Inhibitors of cAMP and cGMP phosphodiesterases enhance neurite outgrowth from cultured cortical neurons in a PKG dependent manner

Cyclic nucleotide signalling plays a key role in regulating neurite outgrowth in developmental and injury settings. The functional consequences of enhanced cyclic nucleotide signalling on processes that contribute to neurite outgrowth varies across neuronal cell type, age, cellular environment, and endpoints evaluated. We have evaluated the potential for neurite outgrowth in cultured embryonic cortical neurons in the presence and absence of selective inhibitors of many different phosphodiesterases. We observe differential enhanced outgrowth of several parameters of neurite outgrowth measured using the Array Scan automated image analysis platform. DT-2, a selective inhibitor of PKG, dose dependently inhibited neurite outgrowth in this culture system and precluded PDE inhibitor mediated potentiation of neurite outgrowth parameters, including the enhancements produced by the cAMP PDE4 inhibitor, rolipram.
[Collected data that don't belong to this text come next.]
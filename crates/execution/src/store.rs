//! Contract between partition cursors and the disk-backed chunk store.

use arrow::record_batch::RecordBatch;
use spillway_common::{PartitionId, Result};

/// Disk-backed chunk store shared by every cursor reading one spill set.
///
/// Implementations must be safe to share through `Arc` across threads: many
/// cursors may read different partitions concurrently. All three operations
/// may fail with I/O-level errors and must not block indefinitely.
pub trait ChunkStore: Send + Sync {
    /// Number of chunks currently stored for `partition`.
    fn num_chunks(&self, partition: PartitionId) -> Result<usize>;

    /// Read the chunk at zero-based `index` within `partition`.
    fn read_chunk(&self, partition: PartitionId, index: usize) -> Result<RecordBatch>;

    /// Release every resource held for `partition`, including its on-disk data.
    fn release_partition(&self, partition: PartitionId) -> Result<()>;
}
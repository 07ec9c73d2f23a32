use std::fs::{self, File};
use std::io::{BufWriter, Write};
use std::path::PathBuf;
use std::time::Instant;

use arrow::record_batch::RecordBatch;
use arrow_schema::SchemaRef;
use spillway_common::metrics::global_metrics;
use spillway_common::{PartitionId, QueryId, Result, SpillConfig, SpillId, SpillwayError};
use tracing::debug;

use crate::layout::{SpillPartitionMeta, partition_path};

/// Writes spilled partitions as Arrow IPC files, one chunk per record batch.
pub struct SpillWriter {
    root_dir: PathBuf,
}

impl SpillWriter {
    pub fn new(root_dir: impl Into<PathBuf>) -> Self {
        Self {
            root_dir: root_dir.into(),
        }
    }

    pub fn from_config(config: &SpillConfig) -> Self {
        Self::new(&config.spill_dir)
    }

    /// Write `batches` as the chunks of `partition`, replacing any previous file.
    ///
    /// The schema is explicit so that a partition which received no rows is
    /// still written as a valid zero-chunk file.
    pub fn write_partition(
        &self,
        query_id: QueryId,
        spill_id: SpillId,
        partition: PartitionId,
        schema: SchemaRef,
        batches: &[RecordBatch],
    ) -> Result<SpillPartitionMeta> {
        let started = Instant::now();
        if let Some(pos) = batches.iter().position(|b| b.schema() != schema) {
            return Err(SpillwayError::Execution(format!(
                "chunk {pos} of partition {partition} does not match the partition schema"
            )));
        }

        let rel = partition_path(query_id, spill_id, partition);
        let abs = self.root_dir.join(&rel);
        if let Some(parent) = abs.parent() {
            fs::create_dir_all(parent)?;
        }

        let mut out = BufWriter::new(File::create(&abs)?);
        {
            let mut writer = arrow::ipc::writer::FileWriter::try_new(&mut out, schema.as_ref())
                .map_err(|e| SpillwayError::Execution(format!("ipc writer init failed: {e}")))?;
            for b in batches {
                writer
                    .write(b)
                    .map_err(|e| SpillwayError::Execution(format!("ipc write failed: {e}")))?;
            }
            writer
                .finish()
                .map_err(|e| SpillwayError::Execution(format!("ipc finish failed: {e}")))?;
        }
        out.flush()?;

        let bytes = fs::metadata(&abs)?.len();
        let rows = batches.iter().map(|b| b.num_rows() as u64).sum();
        let chunks = batches.len() as u64;
        global_metrics().record_spill(
            &query_id.to_string(),
            spill_id.0,
            "partition",
            bytes,
            started.elapsed().as_secs_f64(),
        );
        debug!(
            query_id = %query_id,
            spill_id = %spill_id,
            partition = %partition,
            chunks,
            rows,
            bytes,
            "spilled partition written"
        );

        Ok(SpillPartitionMeta {
            partition,
            file: rel,
            bytes,
            rows,
            chunks,
        })
    }
}
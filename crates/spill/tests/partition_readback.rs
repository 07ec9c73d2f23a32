use std::path::{Path, PathBuf};
use std::sync::Arc;
use std::sync::atomic::{AtomicBool, Ordering};
use std::thread;
use std::time::{Duration, SystemTime, UNIX_EPOCH};

use arrow::array::{Array, StringArray};
use arrow::record_batch::RecordBatch;
use arrow_schema::{DataType, Field, Schema, SchemaRef};
use spillway_common::{
    PartitionId, QueryId, RearmPolicy, Result, SpillConfig, SpillId, SpillwayError,
};
use spillway_execution::{ChunkStore, DrainRegistry, PartitionCursor, PassBarrier, TaskContext};
use spillway_spill::{DiskChunkStore, SpillWriter};
use tracing_subscriber::EnvFilter;

const QUERY: QueryId = QueryId(42);
const SPILL: SpillId = SpillId(3);

fn init_tracing() {
    let _ = tracing_subscriber::fmt()
        .with_env_filter(EnvFilter::from_default_env())
        .with_test_writer()
        .try_init();
}

fn temp_spill_root(tag: &str) -> PathBuf {
    let nanos = SystemTime::now()
        .duration_since(UNIX_EPOCH)
        .expect("clock")
        .as_nanos();
    std::env::temp_dir().join(format!("spillway_readback_{tag}_{nanos}"))
}

fn schema() -> SchemaRef {
    Arc::new(Schema::new(vec![Field::new("tag", DataType::Utf8, false)]))
}

fn chunk(tag: &str) -> RecordBatch {
    RecordBatch::try_new(schema(), vec![Arc::new(StringArray::from(vec![tag]))]).expect("batch")
}

fn tag_of(batch: &RecordBatch) -> String {
    batch
        .column(0)
        .as_any()
        .downcast_ref::<StringArray>()
        .expect("utf8")
        .value(0)
        .to_string()
}

fn spill(root: &Path, partition: u32, tags: &[&str]) {
    let batches = tags.iter().map(|t| chunk(t)).collect::<Vec<_>>();
    SpillWriter::new(root)
        .write_partition(QUERY, SPILL, PartitionId(partition), schema(), &batches)
        .expect("spill partition");
}

fn disk_store(root: &Path) -> Arc<DiskChunkStore> {
    Arc::new(DiskChunkStore::new(root, QUERY, SPILL))
}

#[test]
fn three_chunk_partition_reads_in_order_then_closes() {
    init_tracing();
    let root = temp_spill_root("abc");
    spill(&root, 0, &["A", "B", "C"]);
    let store = disk_store(&root);

    let mut cursor = PartitionCursor::new(store.clone(), PartitionId(0), PassBarrier::new())
        .with_context(TaskContext::new(QUERY, SPILL));
    cursor.open().expect("open");
    for expected in ["A", "B", "C"] {
        let batch = cursor.produce_next().expect("produce").expect("chunk");
        assert_eq!(tag_of(&batch), expected);
    }
    assert!(cursor.produce_next().expect("end").is_none());
    cursor.close().expect("close");

    assert_eq!(cursor.barrier().outstanding(), 0);
    assert!(!store.partition_file(PartitionId(0)).exists());
    let _ = std::fs::remove_dir_all(root);
}

#[test]
fn zero_chunk_partition_ends_and_closes() {
    init_tracing();
    let root = temp_spill_root("empty");
    spill(&root, 1, &[]);
    let store = disk_store(&root);

    let mut cursor = PartitionCursor::new(store.clone(), PartitionId(1), PassBarrier::new());
    cursor.open().expect("open");
    assert!(cursor.produce_next().expect("end").is_none());
    assert_eq!(cursor.barrier().outstanding(), 0);
    cursor.close().expect("close");

    let mut untouched = PartitionCursor::new(store, PartitionId(2), PassBarrier::new());
    untouched.close().expect("close without open or pass");
    let _ = std::fs::remove_dir_all(root);
}

#[test]
fn repeated_passes_reread_from_first_chunk() {
    init_tracing();
    let root = temp_spill_root("passes");
    spill(&root, 0, &["x", "y"]);
    let store = disk_store(&root);

    let mut cursor = PartitionCursor::new(store, PartitionId(0), PassBarrier::new());
    cursor.open().expect("open");
    for _ in 0..3 {
        let tags = cursor
            .pass()
            .expect("pass")
            .map(|b| b.map(|b| tag_of(&b)))
            .collect::<Result<Vec<_>>>()
            .expect("tags");
        assert_eq!(tags, vec!["x", "y"]);
        assert_eq!(cursor.barrier().outstanding(), 0);
    }
    assert_eq!(cursor.barrier().finished(), 3);
    cursor.close().expect("close");
    let _ = std::fs::remove_dir_all(root);
}

/// Serves chunks from a disk store but fails the first read of one index.
struct FlakyStore {
    inner: Arc<DiskChunkStore>,
    fail_index: usize,
    failed: AtomicBool,
}

impl ChunkStore for FlakyStore {
    fn num_chunks(&self, partition: PartitionId) -> Result<usize> {
        self.inner.num_chunks(partition)
    }

    fn read_chunk(&self, partition: PartitionId, index: usize) -> Result<RecordBatch> {
        if index == self.fail_index && !self.failed.swap(true, Ordering::SeqCst) {
            return Err(SpillwayError::Io(std::io::Error::other("short read")));
        }
        self.inner.read_chunk(partition, index)
    }

    fn release_partition(&self, partition: PartitionId) -> Result<()> {
        self.inner.release_partition(partition)
    }
}

#[test]
fn fetch_failure_is_surfaced_without_skipping_chunks() {
    init_tracing();
    let root = temp_spill_root("flaky");
    spill(&root, 0, &["first", "second"]);
    let store = Arc::new(FlakyStore {
        inner: disk_store(&root),
        fail_index: 1,
        failed: AtomicBool::new(false),
    });

    let mut cursor = PartitionCursor::new(store, PartitionId(0), PassBarrier::new());
    cursor.open().expect("open");
    assert_eq!(tag_of(&cursor.produce_next().expect("ok").expect("chunk")), "first");

    let err = cursor.produce_next().expect_err("chunk 1 fails");
    assert!(matches!(err, SpillwayError::Io(_)));
    assert_eq!(cursor.chunk_index(), 1);

    assert_eq!(tag_of(&cursor.produce_next().expect("retry").expect("chunk")), "second");
    assert!(cursor.produce_next().expect("end").is_none());
    cursor.close().expect("close");
    let _ = std::fs::remove_dir_all(root);
}

#[test]
fn teardown_waits_for_the_active_pass() {
    init_tracing();
    let root = temp_spill_root("teardown");
    let tags = (0..16).map(|i| format!("c{i}")).collect::<Vec<_>>();
    spill(&root, 5, &tags.iter().map(String::as_str).collect::<Vec<_>>());
    let store = disk_store(&root);

    let registry = DrainRegistry::with_config(SpillConfig {
        spill_dir: root.display().to_string(),
        ..SpillConfig::default()
    })
    .with_context(TaskContext::new(QUERY, SPILL));
    let mut cursor = registry.cursor(store.clone(), PartitionId(5));
    cursor.open().expect("open");
    cursor.begin_pass().expect("begin");

    let reader = thread::spawn(move || {
        let mut seen = Vec::new();
        while let Some(batch) = cursor.produce_next().expect("produce") {
            thread::sleep(Duration::from_millis(2));
            seen.push(tag_of(&batch));
        }
        seen
    });

    registry
        .release_when_drained(store.as_ref(), PartitionId(5))
        .expect("release after drain");
    assert!(!store.partition_file(PartitionId(5)).exists());

    let seen = reader.join().expect("reader thread");
    assert_eq!(seen, tags);
    let _ = std::fs::remove_dir_all(root);
}

#[test]
fn explicit_rearm_from_config() {
    init_tracing();
    let root = temp_spill_root("explicit");
    spill(&root, 0, &["only"]);
    let config = SpillConfig {
        spill_dir: root.display().to_string(),
        rearm: RearmPolicy::Explicit,
        ..SpillConfig::default()
    };
    let store = Arc::new(DiskChunkStore::from_config(&config, QUERY, SPILL));
    let registry = DrainRegistry::with_config(config);

    let mut cursor = registry.cursor(store, PartitionId(0));
    cursor.open().expect("open");
    assert!(matches!(
        cursor.produce_next(),
        Err(SpillwayError::InvalidState(_))
    ));
    cursor.begin_pass().expect("begin");
    assert_eq!(tag_of(&cursor.produce_next().expect("ok").expect("chunk")), "only");
    assert!(cursor.produce_next().expect("end").is_none());
    cursor.close().expect("close");
    assert!(!root.join("spill").join(QUERY.to_string()).exists());
    let _ = std::fs::remove_dir_all(root);
}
By contrast, a selective inhibitor of PKA, PKI had no effect on neurite outgrowth in this culture system. These studies suggest that embryonic cortical neurons are critically dependent on PKG activity for neurite outgrowth. The finding that inhibitors of a cAMP PDE can facilitate neurite outgrowth in a PKG dependent fashion suggests that cAMP mediated enhancement of outgrowth still requires a PKG dependent step to express the potentiating effects on neurite outgrowth.